[Entries taken from a collection]
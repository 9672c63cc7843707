//! The depth-frame visualizer: owns the GPU object set and runs the
//! per-frame render-and-readback pass.

use glow::HasContext;
use image::RgbaImage;

/// 16-bit single-channel depth frame (`Luma<u16>`). The `image` crate
/// exposes `GrayImage` (8-bit) but no 16-bit alias, so name it here.
type Gray16Image = image::ImageBuffer<image::Luma<u16>, Vec<u16>>;

use crate::camera::{CameraIntrinsics, ClipConfig};
use crate::error::DepthVizError;
use crate::gpu::program::{ShaderPaths, ShaderProgram};
use crate::gpu::target::{ColorSlot, OffscreenTarget};
use crate::gpu::texture::DepthMapTexture;
use crate::gpu::uniforms::{
    CamBlock, LightBlock, MaterialBlock, UniformBuffer, CAMERA_BINDING,
    DEPTH_TEXTURE_UNIT, LIGHT_BINDING, MATERIAL_BINDING,
};
use crate::options::Options;

/// Offscreen renderer turning 16-bit depth frames into a Phong-shaded
/// color image and a surface-normal visualization.
///
/// All GPU objects are created once in [`Self::new`] and released exactly
/// once by [`Self::destroy`]; nothing is shared between instances, so
/// several visualizers may coexist on one context. Every method requires
/// the creating context to be current on the calling thread.
///
/// [`Self::visualize`] takes `&mut self`: a call mutates the shared depth
/// texture and framebuffer, so it is not reentrant for one instance.
#[derive(Debug)]
pub struct DepthVisualizer {
    camera: CameraIntrinsics,
    program: ShaderProgram,
    vao: glow::NativeVertexArray,
    target: OffscreenTarget,
    depth_tex: DepthMapTexture,
    cam_ubo: UniformBuffer,
    light_ubo: UniformBuffer,
    material_ubo: UniformBuffer,
}

impl DepthVisualizer {
    /// Build the shader program and the full GPU object set: one
    /// framebuffer with two RGBA8 color renderbuffers plus a 32-bit float
    /// depth renderbuffer, the R16UI depth-input texture, three uniform
    /// buffers populated once from `camera`/`clip`/`options`, and an empty
    /// vertex array used only as a binding anchor (the full-screen quad is
    /// generated in the vertex stage from the built-in vertex index).
    ///
    /// Construction is all-or-nothing: on any failure every GPU object
    /// created so far is released and the visualizer does not exist.
    ///
    /// # Errors
    ///
    /// Shader I/O, compile, or link errors from program construction;
    /// [`DepthVizError::FramebufferIncomplete`] if the render target does
    /// not validate; [`DepthVizError::GlAllocation`] if the driver refuses
    /// an object.
    pub fn new(
        gl: &glow::Context,
        camera: CameraIntrinsics,
        shaders: &ShaderPaths,
        clip: ClipConfig,
        options: &Options,
    ) -> Result<Self, DepthVizError> {
        let program = ShaderProgram::from_paths(gl, shaders)?;

        let vao = match unsafe { gl.create_vertex_array() } {
            Ok(vao) => vao,
            Err(msg) => {
                program.destroy(gl);
                return Err(DepthVizError::GlAllocation(format!(
                    "create_vertex_array: {msg}"
                )));
            }
        };

        match Self::create_frame_resources(gl, camera, clip, options) {
            Ok((target, depth_tex, cam_ubo, light_ubo, material_ubo)) => {
                Ok(Self {
                    camera,
                    program,
                    vao,
                    target,
                    depth_tex,
                    cam_ubo,
                    light_ubo,
                    material_ubo,
                })
            }
            Err(e) => {
                unsafe { gl.delete_vertex_array(vao) };
                program.destroy(gl);
                Err(e)
            }
        }
    }

    /// Render one depth frame and read both outputs back.
    ///
    /// The frame must fit the configured resolution; smaller frames are
    /// centered in a zero-filled ("no depth") buffer. The outputs are
    /// always exactly (configured width, configured height), top row
    /// first; pixels the shading stage discarded keep the transparent
    /// black clear color. The call blocks until the GPU readback
    /// completes.
    ///
    /// # Errors
    ///
    /// [`DepthVizError::OversizeInput`] if the frame exceeds the
    /// configured resolution in either dimension; no GPU state is touched
    /// in that case and the visualizer stays usable.
    pub fn visualize(
        &mut self,
        gl: &glow::Context,
        depth: &Gray16Image,
    ) -> Result<(RgbaImage, RgbaImage), DepthVizError> {
        let width = self.camera.width;
        let height = self.camera.height;
        let padded = pad_to_center(depth, width, height)?;

        self.depth_tex.upload(gl, &padded);

        unsafe {
            gl.enable(glow::DEPTH_TEST);
            gl.cull_face(glow::BACK);
            gl.enable(glow::CULL_FACE);
            gl.bind_vertex_array(Some(self.vao));
        }

        self.target.bind_draw(gl);
        self.target.clear(gl);
        self.program.bind(gl);
        self.cam_ubo.bind(gl);
        self.light_ubo.bind(gl);
        self.material_ubo.bind(gl);
        self.depth_tex.bind(gl, DEPTH_TEXTURE_UNIT);

        unsafe {
            gl.viewport(0, 0, width as i32, height as i32);
            gl.draw_arrays(glow::TRIANGLE_STRIP, 0, 4);
        }

        // read_pixels is the host/device sync point for the frame.
        let phong = self.target.read_color(gl, ColorSlot::Phong);
        let normal = self.target.read_color(gl, ColorSlot::Normal);

        unsafe { gl.bind_vertex_array(None) };

        Ok((
            flipped_image(width, height, &phong),
            flipped_image(width, height, &normal),
        ))
    }

    /// Release every GPU object exactly once. The creating context must be
    /// current on the calling thread.
    pub fn destroy(self, gl: &glow::Context) {
        self.material_ubo.destroy(gl);
        self.light_ubo.destroy(gl);
        self.cam_ubo.destroy(gl);
        self.depth_tex.destroy(gl);
        self.target.destroy(gl);
        unsafe { gl.delete_vertex_array(self.vao) };
        self.program.destroy(gl);
    }

    fn create_frame_resources(
        gl: &glow::Context,
        camera: CameraIntrinsics,
        clip: ClipConfig,
        options: &Options,
    ) -> Result<
        (
            OffscreenTarget,
            DepthMapTexture,
            UniformBuffer,
            UniformBuffer,
            UniformBuffer,
        ),
        DepthVizError,
    > {
        let target = OffscreenTarget::new(gl, camera.width, camera.height)?;

        let depth_tex =
            match DepthMapTexture::new(gl, camera.width, camera.height) {
                Ok(tex) => tex,
                Err(e) => {
                    target.destroy(gl);
                    return Err(e);
                }
            };

        // Uniform staging values are fresh locals; nothing outlives the
        // upload.
        let cam_block = CamBlock::new(&camera, clip.max_dist);
        let light_block = LightBlock::from(&options.lighting);
        let material_block = MaterialBlock::from(&options.material);

        let cam_ubo = match UniformBuffer::new(
            gl,
            CAMERA_BINDING,
            bytemuck::bytes_of(&cam_block),
        ) {
            Ok(ubo) => ubo,
            Err(e) => {
                depth_tex.destroy(gl);
                target.destroy(gl);
                return Err(e);
            }
        };

        let light_ubo = match UniformBuffer::new(
            gl,
            LIGHT_BINDING,
            bytemuck::bytes_of(&light_block),
        ) {
            Ok(ubo) => ubo,
            Err(e) => {
                cam_ubo.destroy(gl);
                depth_tex.destroy(gl);
                target.destroy(gl);
                return Err(e);
            }
        };

        let material_ubo = match UniformBuffer::new(
            gl,
            MATERIAL_BINDING,
            bytemuck::bytes_of(&material_block),
        ) {
            Ok(ubo) => ubo,
            Err(e) => {
                light_ubo.destroy(gl);
                cam_ubo.destroy(gl);
                depth_tex.destroy(gl);
                target.destroy(gl);
                return Err(e);
            }
        };

        Ok((target, depth_tex, cam_ubo, light_ubo, material_ubo))
    }
}

/// Center `depth` in a zero-filled buffer at the configured resolution.
///
/// The frame lands at offset `((width - w) / 2, (height - h) / 2)`; every
/// pixel outside that region stays 0 ("no depth").
///
/// # Errors
///
/// [`DepthVizError::OversizeInput`] if the frame exceeds the configured
/// resolution in either dimension.
fn pad_to_center(
    depth: &Gray16Image,
    width: u32,
    height: u32,
) -> Result<Vec<u16>, DepthVizError> {
    let (w, h) = depth.dimensions();
    if w > width || h > height {
        return Err(DepthVizError::OversizeInput {
            given: (w, h),
            max: (width, height),
        });
    }

    let mut padded = vec![0_u16; width as usize * height as usize];
    let x0 = ((width - w) / 2) as usize;
    let y0 = ((height - h) / 2) as usize;
    let src = depth.as_raw();
    for row in 0..h as usize {
        let dst = (y0 + row) * width as usize + x0;
        padded[dst..dst + w as usize]
            .copy_from_slice(&src[row * w as usize..(row + 1) * w as usize]);
    }
    Ok(padded)
}

/// Adopt a bottom-up RGBA readback buffer as a top-down image.
fn flipped_image(width: u32, height: u32, bottom_up: &[u8]) -> RgbaImage {
    let mut img = RgbaImage::new(width, height);
    let stride = width as usize * 4;
    let rows = height as usize;
    let out: &mut [u8] = &mut img;
    for row in 0..rows {
        let src = (rows - 1 - row) * stride;
        out[row * stride..(row + 1) * stride]
            .copy_from_slice(&bottom_up[src..src + stride]);
    }
    img
}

**Work to complete**: Provide only the number of lines above that contain the word "released".

**Final answer**: 2